Assignment: Repeat verbatim, and only, the lines of the data below, beginning at the line that contains "use crate::orchestrator::LoadOrchestrator;" and stopping after the line that contains "which costs nothing.".

● ● ● ● ●

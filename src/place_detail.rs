// Place detail view-model: zips a place with its cost and prices a trip

use crate::api::ApiService;
use crate::models::{Cost, PlaceDetail};
use crate::orchestrator::LoadOrchestrator;
use crate::strategies::{combine_latest, zip_with};
use futures::stream::BoxStream;
use futures::FutureExt;
use std::sync::Arc;

/// Total price of a trip. Passenger counts are unsigned, so the only
/// degenerate input is zero passengers, which costs nothing.
pub fn compute_cost(unit_price: f64, passenger_count: u32, round_trip: bool) -> f64 {
    let legs = if round_trip { 2.0 } else { 1.0 };
    unit_price * passenger_count as f64 * legs
}

pub struct PlaceDetailViewModel {
    service: Arc<dyn ApiService>,
    orchestrator: LoadOrchestrator<PlaceDetail>,
}

impl PlaceDetailViewModel {
    pub fn new(service: Arc<dyn ApiService>) -> Self {
        Self {
            service,
            orchestrator: LoadOrchestrator::new("place_detail"),
        }
    }

    pub fn result(&self) -> &LoadOrchestrator<PlaceDetail> {
        &self.orchestrator
    }

    pub fn load_place_details(&self, id: u32) {
        let cost_service = self.service.clone();
        let cost = async move { cost_service.fetch_cost_by_id(id).await }.boxed();
        let place_service = self.service.clone();
        let place = async move { place_service.fetch_place_by_id(id).await }.boxed();

        self.orchestrator
            .start_single(zip_with(cost, place, |cost, place| PlaceDetail { place, cost }));
    }

    pub fn calculate_travel_cost(
        &self,
        cost: &Cost,
        passenger_count: u32,
        is_two_way_travel: bool,
    ) -> f64 {
        compute_cost(cost.price, passenger_count, is_two_way_travel)
    }

    /// Re-prices the trip every time the round-trip toggle or the passenger
    /// count changes, always using the latest value of the other input.
    pub fn travel_cost_updates(
        &self,
        cost: &Cost,
        round_trip: BoxStream<'static, bool>,
        passenger_count: BoxStream<'static, u32>,
    ) -> BoxStream<'static, f64> {
        let unit_price = cost.price;
        combine_latest(round_trip, passenger_count, move |round_trip, passengers| {
            compute_cost(unit_price, *passengers, *round_trip)
        })
    }
}
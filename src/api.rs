// Travel API surface consumed by the view-models, plus the delayed mock implementation

use crate::config::MockApiConfig;
use crate::models::{Cost, Place, Places};
use crate::repository::PlaceRepository;
use async_trait::async_trait;
use std::sync::atomic::{AtomicUsize, Ordering};
use std::sync::Arc;
use std::time::Duration;
use thiserror::Error;
use tracing::debug;

pub const EXPERIMENTAL_API_ERROR: &str = "Error while loading experimental features.";

// Failures a data source can report
#[derive(Error, Debug, Clone, PartialEq)]
pub enum ApiError {
    #[error("Network error: {0}")]
    NetworkError(String),

    #[error("Request timeout after {0}ms")]
    Timeout(u64),

    #[error("Not found: {0}")]
    NotFound(String),

    #[error("Database error: {0}")]
    Database(String),

    #[error("No sources to combine")]
    NoSources,

    #[error("{} sources failed: {}", .0.len(), join_messages(.0))]
    Composite(Vec<ApiError>),

    #[error("{0}")]
    Other(String),

    // A failure that carries no message at all
    #[error("")]
    Unknown,
}

fn join_messages(errors: &[ApiError]) -> String {
    errors
        .iter()
        .map(|e| e.to_string())
        .collect::<Vec<_>>()
        .join("; ")
}

impl ApiError {
    /// Folds the failures collected from several sources into one error.
    pub fn from_many(mut errors: Vec<ApiError>) -> Option<ApiError> {
        match errors.len() {
            0 => None,
            1 => errors.pop(),
            _ => Some(ApiError::Composite(errors)),
        }
    }
}

#[async_trait]
pub trait ApiService: Send + Sync + 'static {
    async fn fetch_earth_places(&self) -> Result<Places, ApiError>;

    async fn fetch_mars_places(&self) -> Result<Places, ApiError>;

    async fn fetch_from_experimental_api(&self) -> Result<Places, ApiError>;

    async fn fetch_cost_by_id(&self, id: u32) -> Result<Cost, ApiError>;

    async fn fetch_place_by_id(&self, id: u32) -> Result<Place, ApiError>;
}

#[derive(Debug, Default, Clone)]
pub struct MockApiStats {
    pub requests_started: usize,
    // Requests that survived their artificial delay; cancelled ones never get here
    pub requests_completed: usize,
    pub requests_failed: usize,
}

pub struct MockApiService {
    repository: Arc<PlaceRepository>,
    config: MockApiConfig,
    requests_started: AtomicUsize,
    requests_completed: AtomicUsize,
    requests_failed: AtomicUsize,
}

impl MockApiService {
    pub fn new(repository: Arc<PlaceRepository>, config: MockApiConfig) -> Self {
        Self {
            repository,
            config,
            requests_started: AtomicUsize::new(0),
            requests_completed: AtomicUsize::new(0),
            requests_failed: AtomicUsize::new(0),
        }
    }

    pub fn stats(&self) -> MockApiStats {
        MockApiStats {
            requests_started: self.requests_started.load(Ordering::SeqCst),
            requests_completed: self.requests_completed.load(Ordering::SeqCst),
            requests_failed: self.requests_failed.load(Ordering::SeqCst),
        }
    }

    async fn delayed<T, F>(&self, endpoint: &str, delay: Duration, load: F) -> Result<T, ApiError>
    where
        F: FnOnce(&PlaceRepository) -> Result<T, ApiError>,
    {
        self.requests_started.fetch_add(1, Ordering::SeqCst);

        let jitter = if self.config.jitter_ms > 0 {
            rand::random::<u64>() % self.config.jitter_ms
        } else {
            0
        };
        let delay = delay + Duration::from_millis(jitter);
        debug!(endpoint, delay_ms = delay.as_millis() as u64, "mock request");

        if !delay.is_zero() {
            tokio::time::sleep(delay).await;
        }

        self.requests_completed.fetch_add(1, Ordering::SeqCst);
        let result = load(&self.repository);
        if result.is_err() {
            self.requests_failed.fetch_add(1, Ordering::SeqCst);
        }
        result
    }
}

#[async_trait]
impl ApiService for MockApiService {
    // Faster than the mars lookup
    async fn fetch_earth_places(&self) -> Result<Places, ApiError> {
        self.delayed("earth", self.config.earth_delay(), |repo| {
            Ok(repo.places_by_planet("Earth"))
        })
        .await
    }

    async fn fetch_mars_places(&self) -> Result<Places, ApiError> {
        self.delayed("mars", self.config.mars_delay(), |repo| {
            Ok(repo.places_by_planet("Mars"))
        })
        .await
    }

    // Fails straight away
    async fn fetch_from_experimental_api(&self) -> Result<Places, ApiError> {
        self.requests_started.fetch_add(1, Ordering::SeqCst);
        self.requests_failed.fetch_add(1, Ordering::SeqCst);
        Err(ApiError::Other(EXPERIMENTAL_API_ERROR.to_string()))
    }

    async fn fetch_cost_by_id(&self, id: u32) -> Result<Cost, ApiError> {
        self.delayed("cost", self.config.cost_delay(), |repo| {
            repo.cost_for_place(id)
        })
        .await
    }

    async fn fetch_place_by_id(&self, id: u32) -> Result<Place, ApiError> {
        self.delayed("place", self.config.place_delay(), |repo| {
            repo.place_by_id(id)
        })
        .await
    }
}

● ● ● ● ●

Answer area:
use crate::orchestrator::LoadOrchestrator;
use crate::strategies::{combine_latest, zip_with};
use futures::stream::BoxStream;
use futures::FutureExt;
use std::sync::Arc;

/// Total price of a trip. Passenger counts are unsigned, so the only
/// degenerate input is zero passengers, which costs nothing.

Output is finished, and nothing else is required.